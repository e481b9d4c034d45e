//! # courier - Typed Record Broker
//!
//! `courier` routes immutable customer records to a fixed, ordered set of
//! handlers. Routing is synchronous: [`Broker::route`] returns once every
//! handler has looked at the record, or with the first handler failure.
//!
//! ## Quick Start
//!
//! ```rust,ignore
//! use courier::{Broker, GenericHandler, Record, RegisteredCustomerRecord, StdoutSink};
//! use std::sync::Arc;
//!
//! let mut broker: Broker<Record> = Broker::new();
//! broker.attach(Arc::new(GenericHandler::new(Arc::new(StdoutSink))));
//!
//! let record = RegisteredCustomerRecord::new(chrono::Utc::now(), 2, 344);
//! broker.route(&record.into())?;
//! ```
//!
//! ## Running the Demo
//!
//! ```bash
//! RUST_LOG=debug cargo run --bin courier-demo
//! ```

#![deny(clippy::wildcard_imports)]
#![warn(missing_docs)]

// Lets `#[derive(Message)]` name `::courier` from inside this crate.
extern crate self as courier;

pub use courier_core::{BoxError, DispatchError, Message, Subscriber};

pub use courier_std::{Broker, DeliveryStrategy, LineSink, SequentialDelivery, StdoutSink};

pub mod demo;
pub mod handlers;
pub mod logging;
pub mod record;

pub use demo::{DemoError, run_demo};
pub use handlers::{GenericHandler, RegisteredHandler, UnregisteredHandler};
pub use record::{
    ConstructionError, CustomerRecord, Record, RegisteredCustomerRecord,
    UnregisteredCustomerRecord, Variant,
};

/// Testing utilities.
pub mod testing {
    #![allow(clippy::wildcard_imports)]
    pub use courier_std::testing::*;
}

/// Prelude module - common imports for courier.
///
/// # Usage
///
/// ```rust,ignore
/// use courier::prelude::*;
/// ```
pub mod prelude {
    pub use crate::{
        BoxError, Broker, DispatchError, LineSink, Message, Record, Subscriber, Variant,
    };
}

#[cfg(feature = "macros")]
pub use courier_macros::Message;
------------------------
Task instructions →
Wherever the word "BoxError" turns up in the records, copy out the line it is on.

Task answer →
pub use courier_core::{BoxError, DispatchError, Message, Subscriber};
        BoxError, Broker, DispatchError, LineSink, Message, Record, Subscriber, Variant,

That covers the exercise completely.